Marketing and Comms
Barbie, 'Sesame Street' Encouraging Kids to Bust Social Stereotypes

This might be the best recent trend in children’s brands.

After years of being a less-than-progressive feminine role model, Barbie is on the verge of becoming the feminist icon she should be. Mattel’s latest ad features a college professor, a veterinarian, a soccer coach, a businesswoman, and a museum tour guide — all girls under the age of 10. It asks the audience, “What happens when girls are free to imagine they can be anything?”

There have been several controversial choices for Barbie over the years (not the least of which are the unrealistic body standards she sets), including packaging her with books on “How to Lose Weight;” and having Teen Talk Barbie infamously proclaim, “Math class is tough!” In the book, Barbie: I Can Be an Engineer, Barbie is portrayed as an incompetent computer engineer who needed the help of male co-workers to remove a virus from her computer — inspiring a #FeministHackerBarbie movement of re-captioning pages and posting the improved dialogue online.

The agency behind the new ad, BBDO San Francisco and New York, brought Barbie back to the original concept behind the doll: that imagining the future through play is an important part of growing up. The ad reminds girls, “You can be anything.”

Barbie creator Ruth Handler is quoted on the Barbie website as saying: “My whole philosophy of Barbie was that through the doll, the little girl could be anything she wanted to be. Barbie always represented the fact that a woman has choices.”

Sales of Barbie have been declining every year since 2011. Mattel CEO of three years, Bryan G. Stockton, resigned in January after failed attempts to boost sales, including the release of toys such as Entrepreneur Barbie.

The shift to an empowerment message behind Barbie has been a long time coming.

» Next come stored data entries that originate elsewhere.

//! Command-line arguments, parsed once in `main` and passed by reference.

use clap::Parser;
use launchpad::config::{LaunchConfig, LogFormat};
use launchpad::platform::HeadlessFault;
use std::path::PathBuf;

/// Launchpad desktop bootstrap.
#[derive(Parser, Debug)]
#[command(name = "launchpad", version, about = "Bring up desktop subsystems, run the frame loop, tear down")]
pub struct Cli {
    /// JSON configuration file
    #[arg(short, long, value_name = "PATH")]
    pub config: Option<PathBuf>,

    /// Stop the frame loop after this many frames
    #[arg(long, default_value_t = 60)]
    pub frames: u64,

    /// Do not show failure notifications
    #[arg(long)]
    pub no_notify: bool,

    /// Make one bring-up stage fail (transport, window-system, window, graphics)
    #[arg(long, value_name = "STAGE")]
    pub fail_stage: Option<HeadlessFault>,

    /// Make the frame loop fail with this message
    #[arg(long, value_name = "MESSAGE")]
    pub fail_loop: Option<String>,

    /// Frame at which --fail-loop triggers
    #[arg(long, value_name = "FRAME", default_value_t = 0, requires = "fail_loop")]
    pub fail_at_frame: u64,

    /// Log output format (text or json)
    #[arg(long, value_name = "FORMAT", value_parser = parse_log_format)]
    pub log_format: Option<LogFormat>,
}

impl Cli {
    /// Applies flags on top of file and environment configuration.
    pub fn apply(&self, config: &mut LaunchConfig) {
        if self.no_notify {
            config.notify_on_error = false;
        }
        if let Some(format) = self.log_format {
            config.log.format = format;
        }
    }
}

fn parse_log_format(value: &str) -> Result<LogFormat, String> {
    LogFormat::parse(value).ok_or_else(|| format!("expected 'text' or 'json', got '{value}'"))
}
//! Core domain model types for launchpad.
//!
//! This module contains the fundamental types used throughout the crate:
//! - Lifecycle states of a run
//! - Loop outcomes and the terminal run result
//! - Lifecycle events

mod event;
mod outcome;
mod status;

pub use event::LifecycleEvent;
pub use outcome::{LoopOutcome, RunResult};
pub use status::LifecycleState;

In order to reclaim her spot as top doll — from the "Elsa" doll of Frozen fame — there’s no time like the present for Barbie to start presenting herself as the smart, independent, creative woman she now encourages her fans to be.

Meanwhile, Sesame Workshop, the nonprofit educational organization behind “Sesame Street,” has introduced a character with autism to enhance awareness and empathy. The organization launched the Sesame Street and Autism: See Amazing in All Children initiative on Wednesday. Created for communities and families ages 2 to 5, the website and a free downloadable app incorporate video, digital story cards, and a storybook. It is also the introduction of Julia, a new character with autism.

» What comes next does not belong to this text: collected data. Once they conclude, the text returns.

//! In-memory subsystems that record calls and fail on request.

use parking_lot::Mutex;
use serde::{Deserialize, Serialize};
use std::collections::HashMap;
use std::fmt;
use std::str::FromStr;
use std::sync::Arc;

use super::{GraphicsBinding, Transport, WindowHandle, WindowSystem};

/// Shared, ordered record of subsystem calls.
#[derive(Debug, Clone, Default)]
pub struct CallLog {
    calls: Arc<Mutex<Vec<String>>>,
}

impl CallLog {
    /// Creates an empty log.
    #[must_use]
    pub fn new() -> Self {
        Self::default()
    }

    /// All calls in order.
    #[must_use]
    pub fn calls(&self) -> Vec<String> {
        self.calls.lock().clone()
    }

    /// Returns true if `call` was recorded.
    #[must_use]
    pub fn contains(&self, call: &str) -> bool {
        self.calls.lock().iter().any(|c| c == call)
    }

    /// Number of times `call` was recorded.
    #[must_use]
    pub fn count(&self, call: &str) -> usize {
        self.calls.lock().iter().filter(|c| *c == call).count()
    }

    fn record(&self, call: impl Into<String>) {
        self.calls.lock().push(call.into());
    }
}

/// Which headless step should fail.
#[derive(Debug, Clone, Copy, PartialEq, Eq, Hash, Serialize, Deserialize)]
#[serde(rename_all = "kebab-case")]
pub enum HeadlessFault {
    /// `Transport::init` returns false.
    Transport,
    /// `WindowSystem::init` returns false.
    WindowSystem,
    /// `WindowSystem::create_window` returns `None`.
    Window,
    /// `GraphicsBinding::init` returns false.
    Graphics,
}

impl FromStr for HeadlessFault {
    type Err = String;

    fn from_str(s: &str) -> Result<Self, Self::Err> {
        match s {
            "transport" => Ok(Self::Transport),
            "window-system" => Ok(Self::WindowSystem),
            "window" => Ok(Self::Window),
            "graphics" => Ok(Self::Graphics),
            other => Err(format!(
                "unknown stage '{other}' (expected transport, window-system, window or graphics)"
            )),
        }
    }
}

impl fmt::Display for HeadlessFault {
    fn fmt(&self, f: &mut fmt::Formatter<'_>) -> fmt::Result {
        match self {
            Self::Transport => write!(f, "transport"),
            Self::WindowSystem => write!(f, "window-system"),
            Self::Window => write!(f, "window"),
            Self::Graphics => write!(f, "graphics"),
        }
    }
}

/// Headless network transport.
#[derive(Debug)]
pub struct HeadlessTransport {
    log: CallLog,
    fail_init: bool,
}

impl HeadlessTransport {
    /// Creates a transport recording into `log`.
    #[must_use]
    pub fn new(log: CallLog, fail_init: bool) -> Self {
        Self { log, fail_init }
    }
}

impl Transport for HeadlessTransport {
    fn init(&self) -> bool {
        self.log.record("transport.init");
        !self.fail_init
    }

    fn shutdown(&self) {
        self.log.record("transport.shutdown");
    }
}

#[derive(Debug, Default)]
struct WindowState {
    visible: bool,
    frames: u64,
}

#[derive(Debug, Default)]
struct WindowSystemState {
    initialized: bool,
    next_id: u64,
    windows: HashMap<WindowHandle, WindowState>,
    current: Option<WindowHandle>,
}

/// Headless windowing library.
///
/// A window asks to close once it has presented `close_after` frames;
/// without a limit it never does.
#[derive(Debug)]
pub struct HeadlessWindowSystem {
    log: CallLog,
    fail_init: bool,
    fail_create: bool,
    close_after: Option<u64>,
    state: Mutex<WindowSystemState>,
}

impl HeadlessWindowSystem {
    /// Creates a window system recording into `log`.
    #[must_use]
    pub fn new(log: CallLog) -> Self {
        Self {
            log,
            fail_init: false,
            fail_create: false,
            close_after: None,
            state: Mutex::new(WindowSystemState::default()),
        }
    }

    /// Makes `init` fail.
    #[must_use]
    pub fn failing_init(mut self) -> Self {
        self.fail_init = true;
        self
    }

    /// Makes `create_window` fail.
    #[must_use]
    pub fn failing_create(mut self) -> Self {
        self.fail_create = true;
        self
    }

    /// Requests close after `frames` presented frames.
    #[must_use]
    pub fn close_after(mut self, frames: u64) -> Self {
        self.close_after = Some(frames);
        self
    }

    /// Returns true while the library is initialized.
    #[must_use]
    pub fn is_initialized(&self) -> bool {
        self.state.lock().initialized
    }

    /// Number of live windows.
    #[must_use]
    pub fn window_count(&self) -> usize {
        self.state.lock().windows.len()
    }

    /// Returns true if the window exists and is visible.
    #[must_use]
    pub fn is_visible(&self, handle: WindowHandle) -> bool {
        self.state
            .lock()
            .windows
            .get(&handle)
            .is_some_and(|w| w.visible)
    }

    /// Frames presented by the window so far.
    #[must_use]
    pub fn frames(&self, handle: WindowHandle) -> u64 {
        self.state.lock().windows.get(&handle).map_or(0, |w| w.frames)
    }

    /// The window whose context is current.
    #[must_use]
    pub fn current(&self) -> Option<WindowHandle> {
        self.state.lock().current
    }
}

impl WindowSystem for HeadlessWindowSystem {
    fn init(&self) -> bool {
        self.log.record("windows.init");
        if self.fail_init {
            return false;
        }
        self.state.lock().initialized = true;
        true
    }

    fn shutdown(&self) {
        self.log.record("windows.shutdown");
        let mut state = self.state.lock();
        state.windows.clear();
        state.current = None;
        state.initialized = false;
    }

    fn create_window(&self, width: u32, height: u32, title: &str, visible: bool) -> Option<WindowHandle> {
        self.log
            .record(format!("windows.create {width}x{height} '{title}' visible={visible}"));
        let mut state = self.state.lock();
        if self.fail_create || !state.initialized {
            return None;
        }
        state.next_id += 1;
        let handle = WindowHandle(state.next_id);
        state.windows.insert(
            handle,
            WindowState {
                visible,
                frames: 0,
            },
        );
        Some(handle)
    }

    fn destroy_window(&self, handle: WindowHandle) {
        self.log.record("windows.destroy");
        let mut state = self.state.lock();
        state.windows.remove(&handle);
        if state.current == Some(handle) {
            state.current = None;
        }
    }

    fn show(&self, handle: WindowHandle) {
        self.log.record("windows.show");
        if let Some(window) = self.state.lock().windows.get_mut(&handle) {
            window.visible = true;
        }
    }

    fn hide(&self, handle: WindowHandle) {
        self.log.record("windows.hide");
        if let Some(window) = self.state.lock().windows.get_mut(&handle) {
            window.visible = false;
        }
    }

    fn poll_events(&self) {}

    fn should_close(&self, handle: WindowHandle) -> bool {
        let state = self.state.lock();
        match (state.windows.get(&handle), self.close_after) {
            (None, _) => true,
            (Some(window), Some(limit)) => window.frames >= limit,
            (Some(_), None) => false,
        }
    }

    fn swap_buffers(&self, handle: WindowHandle) {
        if let Some(window) = self.state.lock().windows.get_mut(&handle) {
            window.frames += 1;
        }
    }

    fn make_current(&self, handle: WindowHandle) {
        self.log.record("windows.make_current");
        self.state.lock().current = Some(handle);
    }
}

/// Headless graphics loader.
#[derive(Debug)]
pub struct HeadlessGraphics {
    log: CallLog,
    fail_init: bool,
}

impl HeadlessGraphics {
    /// Creates a loader recording into `log`.
    #[must_use]
    pub fn new(log: CallLog, fail_init: bool) -> Self {
        Self { log, fail_init }
    }
}

impl GraphicsBinding for HeadlessGraphics {
    fn init(&self) -> bool {
        self.log.record("graphics.init");
        !self.fail_init
    }
}

/// The three headless subsystems sharing one call log.
#[derive(Debug, Clone)]
pub struct HeadlessPlatform {
    /// Shared call log.
    pub log: CallLog,
    /// Transport subsystem.
    pub transport: Arc<HeadlessTransport>,
    /// Window subsystem.
    pub windows: Arc<HeadlessWindowSystem>,
    /// Graphics loader.
    pub graphics: Arc<HeadlessGraphics>,
}

impl HeadlessPlatform {
    /// Builds a platform with an optional injected fault and frame limit.
    #[must_use]
    pub fn new(fault: Option<HeadlessFault>, close_after: Option<u64>) -> Self {
        let log = CallLog::new();

        let mut windows = HeadlessWindowSystem::new(log.clone());
        if fault == Some(HeadlessFault::WindowSystem) {
            windows = windows.failing_init();
        }
        if fault == Some(HeadlessFault::Window) {
            windows = windows.failing_create();
        }
        if let Some(frames) = close_after {
            windows = windows.close_after(frames);
        }

        Self {
            transport: Arc::new(HeadlessTransport::new(
                log.clone(),
                fault == Some(HeadlessFault::Transport),
            )),
            windows: Arc::new(windows),
            graphics: Arc::new(HeadlessGraphics::new(
                log.clone(),
                fault == Some(HeadlessFault::Graphics),
            )),
            log,
        }
    }
}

"This is what makes our project so unique," Dr. Jeanette Betancourt, SVP at Sesame Workshop, told PEOPLE. "When we explain from a child's point of view that there are certain behaviors, such as slapping their hands or making noises, to express excitement or unhappiness, it helps younger children to understand how to interact with their autistic peers. It makes children more comfortable and therefore more inclusive."

"If you're five years old and see another kid not making eye contact with you, you may think that child doesn't want to play with you. But that's not the case," said Sherrie Westin, EVP of Global Impact and Philanthropy at Sesame Workshop. "We want to create greater awareness and empathy."

Sesame Workshop uses its reach with young children to target a range of issues, from widely applicable topics such as financial empowerment and grieving to location-specific topics such as division in Ireland. The organization also has an ongoing partnership with the Produce Marketing Association and Partnership for a Healthier America to help promote fresh fruit and vegetable consumption to children in the US.

This latest project aims to help families with autistic children and the general public understand and discuss autism and learn about best practices for everyday stressful situations. The digital toolkit is well suited for families with autistic children, as they are already looking to technology. It is also on social media using #SeeAmazing.